STUDY MATERIAL
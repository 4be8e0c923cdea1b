//! Extruding position nearest a corner of the print

use super::{extrusion_segment, StabilizationCore, TriggerStrategy};
use crate::config::Corner;
use crate::trigger::{PositionType, TriggerPosition};
use gcodesnap_core::math::{greater_than, less_than};
use gcodesnap_tracker::MachinePosition;

#[derive(Debug)]
pub(crate) struct SnapToCorner {
    corner: Corner,
    favor_x: bool,
    best: Option<TriggerPosition>,
}

impl SnapToCorner {
    pub(crate) fn new(corner: Corner, favor_x: bool) -> Self {
        Self {
            corner,
            favor_x,
            best: None,
        }
    }

    /// Sort key where smaller is nearer the corner, primary axis first
    fn key(&self, position: &MachinePosition) -> (f64, f64) {
        let x = position.x * self.corner.x_sign();
        let y = position.y * self.corner.y_sign();
        if self.favor_x {
            (x, y)
        } else {
            (y, x)
        }
    }

    fn is_better(&self, core: &StabilizationCore, candidate: &MachinePosition) -> bool {
        let Some(best) = self.best.as_ref() else {
            return true;
        };
        let (primary, secondary) = self.key(candidate);
        let (best_primary, best_secondary) = self.key(&best.position);

        if less_than(primary, best_primary) {
            return true;
        }
        if greater_than(primary, best_primary) {
            return false;
        }
        if less_than(secondary, best_secondary) {
            return true;
        }
        if greater_than(secondary, best_secondary) {
            return false;
        }
        core.tie_break(candidate, &best.position)
    }
}

impl TriggerStrategy for SnapToCorner {
    fn consider(
        &mut self,
        core: &StabilizationCore,
        current: &MachinePosition,
        previous: &MachinePosition,
    ) {
        for position in extrusion_segment(core, current, previous) {
            if self.is_better(core, position) {
                self.best = Some(TriggerPosition::new(
                    PositionType::classify(position),
                    core.distance_to_target(position),
                    position,
                ));
            }
        }
    }

    fn has_candidate(&self) -> bool {
        self.best.is_some()
    }

    fn take_trigger(&mut self, _: &mut StabilizationCore) -> Option<TriggerPosition> {
        self.best.take()
    }
}
//! Quality tiered trigger search
//!
//! Every eligible position is classified by motion and the closest candidate
//! of each [`PositionType`] is kept. When the layer ends the configured
//! [`SmartLayerTrigger`] decides which tiers it is willing to snapshot from.

use super::{StabilizationCore, TriggerStrategy};
use crate::config::SmartLayerTrigger;
use crate::issues::QualityIssue;
use crate::trigger::{PositionType, TriggerPosition, QUALITY_CUTOFF, RANKED_POSITION_TYPES};
use gcodesnap_core::logging::SNAPSHOT_PLAN_TARGET;
use gcodesnap_core::math::{greater_than, is_equal, less_than};
use gcodesnap_tracker::MachinePosition;

/// First tier that does not extrude
const FIRST_NON_EXTRUSION_TIER: usize = 1;

#[derive(Debug)]
pub(crate) struct SmartLayer {
    trigger_type: SmartLayerTrigger,
    tiers: [Option<TriggerPosition>; RANKED_POSITION_TYPES],
    fastest_extrusion: Option<TriggerPosition>,
    extrusion_speed: Option<f64>,
    has_one_extrusion_speed: bool,
    layer: i64,
}

impl SmartLayer {
    pub(crate) fn new(trigger_type: SmartLayerTrigger) -> Self {
        Self {
            trigger_type,
            tiers: Default::default(),
            fastest_extrusion: None,
            extrusion_speed: None,
            has_one_extrusion_speed: false,
            layer: 0,
        }
    }

    fn track_extrusion(&mut self, core: &StabilizationCore, distance: f64, current: &MachinePosition) {
        match self.extrusion_speed {
            None => {
                self.extrusion_speed = Some(current.f);
                self.has_one_extrusion_speed = true;
            }
            Some(speed) if !is_equal(speed, current.f) => self.has_one_extrusion_speed = false,
            Some(_) => {}
        }

        let replace = match &self.fastest_extrusion {
            None => true,
            Some(fastest) if greater_than(current.f, fastest.position.f) => true,
            Some(fastest) if less_than(current.f, fastest.position.f) => false,
            Some(fastest) => core.is_closer(distance, current, Some(fastest)),
        };
        if replace {
            self.fastest_extrusion = Some(TriggerPosition::new(
                PositionType::Extrusion,
                distance,
                current,
            ));
        }
    }

    /// Tier of the closest candidate at or above `lowest`. Equal distances
    /// go through the core tie break, and the higher tier keeps a dead heat.
    fn closest_tier(&self, core: &StabilizationCore, lowest: usize) -> Option<usize> {
        let mut best: Option<(usize, &TriggerPosition)> = None;
        for tier in (lowest..RANKED_POSITION_TYPES).rev() {
            let Some(candidate) = &self.tiers[tier] else {
                continue;
            };
            let replace = match best {
                None => true,
                Some((_, incumbent)) => core.is_closer(
                    candidate.distance,
                    &candidate.position,
                    Some(incumbent),
                ),
            };
            if replace {
                best = Some((tier, candidate));
            }
        }
        best.map(|(tier, _)| tier)
    }

    /// Highest filled tier at or above `lowest`
    fn highest_tier(&self, lowest: usize) -> Option<usize> {
        (lowest..RANKED_POSITION_TYPES)
            .rev()
            .find(|&tier| self.tiers[tier].is_some())
    }

    fn closest_non_extrusion_tier(&self, core: &StabilizationCore) -> Option<usize> {
        self.closest_tier(core, FIRST_NON_EXTRUSION_TIER)
            .or_else(|| self.closest_tier(core, 0))
    }

    fn select(&mut self, core: &mut StabilizationCore) -> Option<TriggerPosition> {
        let tier = match self.trigger_type {
            SmartLayerTrigger::Fastest => self.closest_tier(core, 0),
            SmartLayerTrigger::Fast if self.has_one_extrusion_speed => {
                self.closest_non_extrusion_tier(core)
            }
            SmartLayerTrigger::Fast => self.closest_tier(core, 0),
            SmartLayerTrigger::Standard => self.closest_non_extrusion_tier(core),
            SmartLayerTrigger::HighQuality => {
                let cutoff = QUALITY_CUTOFF.tier().unwrap_or(0);
                let tier = self.highest_tier(cutoff);
                if tier.is_none() {
                    tracing::warn!(
                        target: SNAPSHOT_PLAN_TARGET,
                        layer = self.layer,
                        "no high quality trigger position on layer"
                    );
                    core.quality_issues
                        .push(QualityIssue::NoQualifyingPosition { layer: self.layer });
                }
                tier
            }
            SmartLayerTrigger::BestQuality => {
                if core.fastest_speed && self.fastest_extrusion.is_some() {
                    return self.fastest_extrusion.take();
                }
                if self.tiers[0].is_some() {
                    Some(0)
                } else {
                    self.highest_tier(0)
                }
            }
        };
        tier.and_then(|tier| self.tiers[tier].take())
    }

    fn reset(&mut self) {
        self.tiers = Default::default();
        self.fastest_extrusion = None;
        self.extrusion_speed = None;
        self.has_one_extrusion_speed = false;
    }
}

impl TriggerStrategy for SmartLayer {
    fn consider(
        &mut self,
        core: &StabilizationCore,
        current: &MachinePosition,
        _previous: &MachinePosition,
    ) {
        let position_type = PositionType::classify(current);
        let Some(tier) = position_type.tier() else {
            return;
        };
        let distance = core.distance_to_target(current);
        self.layer = current.layer;

        if position_type.is_extrusion() {
            self.track_extrusion(core, distance, current);
        }
        if core.is_closer(distance, current, self.tiers[tier].as_ref()) {
            self.tiers[tier] = Some(TriggerPosition::new(position_type, distance, current));
        }
    }

    fn has_candidate(&self) -> bool {
        self.tiers.iter().any(Option::is_some)
    }

    fn take_trigger(&mut self, core: &mut StabilizationCore) -> Option<TriggerPosition> {
        let trigger = self.select(core);
        if let Some(trigger) = &trigger {
            tracing::debug!(
                target: SNAPSHOT_PLAN_TARGET,
                trigger_type = %self.trigger_type,
                position_type = %trigger.position_type,
                layer = self.layer,
                "smart layer trigger selected"
            );
        }
        self.reset();
        trigger
    }
}

#[cfg(test)]
mod tests {
    use super::super::tests::{fixed_target, run};
    use crate::config::{SmartLayerTrigger, StabilizationConfig, StabilizationMode};
    use crate::issues::QualityIssue;
    use crate::trigger::PositionType;

    fn smart(trigger_type: SmartLayerTrigger) -> StabilizationConfig {
        fixed_target(StabilizationMode::SmartLayer { trigger_type })
    }

    fn chosen(config: &StabilizationConfig, lines: &[&str]) -> Option<(f64, f64, PositionType)> {
        let (_, plans) = run(config, lines);
        plans.first().map(|plan| {
            (
                plan.initial_position.x,
                plan.initial_position.y,
                plan.position_type,
            )
        })
    }

    const EXTRUDE_THEN_TRAVEL: [&str; 3] = ["G28", "G1 X5 Y5 Z0.2 E1 F1200", "G1 X9 Y9"];

    #[test]
    fn test_standard_prefers_non_extrusion() {
        assert_eq!(
            chosen(&smart(SmartLayerTrigger::Standard), &EXTRUDE_THEN_TRAVEL),
            Some((9.0, 9.0, PositionType::Travel))
        );
    }

    #[test]
    fn test_standard_falls_back_to_extrusion() {
        assert_eq!(
            chosen(&smart(SmartLayerTrigger::Standard), &EXTRUDE_THEN_TRAVEL[..2]),
            Some((5.0, 5.0, PositionType::Extrusion))
        );
    }

    #[test]
    fn test_fastest_takes_closest_of_any_tier() {
        assert_eq!(
            chosen(&smart(SmartLayerTrigger::Fastest), &EXTRUDE_THEN_TRAVEL),
            Some((5.0, 5.0, PositionType::Extrusion))
        );
    }

    #[test]
    fn test_equal_distance_across_tiers_uses_tie_break() {
        let lines = ["G28", "G1 X5 Y7 Z0.2 E1 F3000", "G1 X5 Y3 F1200"];
        let config = smart(SmartLayerTrigger::Fastest);
        assert_eq!(chosen(&config, &lines), Some((5.0, 7.0, PositionType::Extrusion)));

        let config = StabilizationConfig {
            fastest_speed: false,
            ..config
        };
        assert_eq!(chosen(&config, &lines), Some((5.0, 3.0, PositionType::Travel)));
    }

    #[test]
    fn test_fast_depends_on_extrusion_speeds() {
        let config = smart(SmartLayerTrigger::Fast);
        assert_eq!(
            chosen(&config, &EXTRUDE_THEN_TRAVEL),
            Some((9.0, 9.0, PositionType::Travel))
        );
        assert_eq!(
            chosen(
                &config,
                &["G28", "G1 X5 Y5 Z0.2 E1 F1200", "G1 X6 Y6 E2 F2400", "G1 X9 Y9"]
            ),
            Some((5.0, 5.0, PositionType::Extrusion))
        );
    }

    #[test]
    fn test_high_quality_skips_low_tiers() {
        let config = smart(SmartLayerTrigger::HighQuality);
        assert_eq!(
            chosen(&config, &EXTRUDE_THEN_TRAVEL),
            Some((9.0, 9.0, PositionType::Travel))
        );

        let (stabilization, plans) = run(&config, &["G28", "G1 X5 Y5 Z0.2 E1", "G1 E0"]);
        assert!(plans.is_empty());
        assert_eq!(
            stabilization.quality_issues(),
            &[QualityIssue::NoQualifyingPosition { layer: 1 }]
        );
    }

    #[test]
    fn test_best_quality_uses_fastest_extrusion() {
        let lines = [
            "G28",
            "G1 X5 Y5 Z0.2 E1 F1000",
            "G1 X8 Y8 E2 F3000",
            "G1 X9 Y9 F6000",
        ];
        let config = smart(SmartLayerTrigger::BestQuality);
        assert_eq!(chosen(&config, &lines), Some((8.0, 8.0, PositionType::Extrusion)));

        let config = StabilizationConfig {
            fastest_speed: false,
            ..config
        };
        assert_eq!(chosen(&config, &lines), Some((5.0, 5.0, PositionType::Extrusion)));
    }

    #[test]
    fn test_one_plan_per_layer() {
        let (_, plans) = run(
            &smart(SmartLayerTrigger::Standard),
            &[
                "G28",
                "G1 X1 Y1 Z0.2 E1",
                "G1 X4 Y4",
                "G1 X2 Y2 Z0.4 E2",
                "G1 X6 Y6",
                "G1 X3 Y3 Z0.6 E3",
            ],
        );
        let layers: Vec<i64> = plans.iter().map(|plan| plan.layer).collect();
        assert_eq!(layers, vec![1, 2, 3]);
        assert_eq!(plans[0].position_type, PositionType::Travel);
        assert_eq!(plans[2].position_type, PositionType::Extrusion);
    }
}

YOUR ASSIGNMENT
Look for the word "StabilizationCore" in every line of the records. State how many lines contain it, and write only the number.

EXPECTED ANSWER
11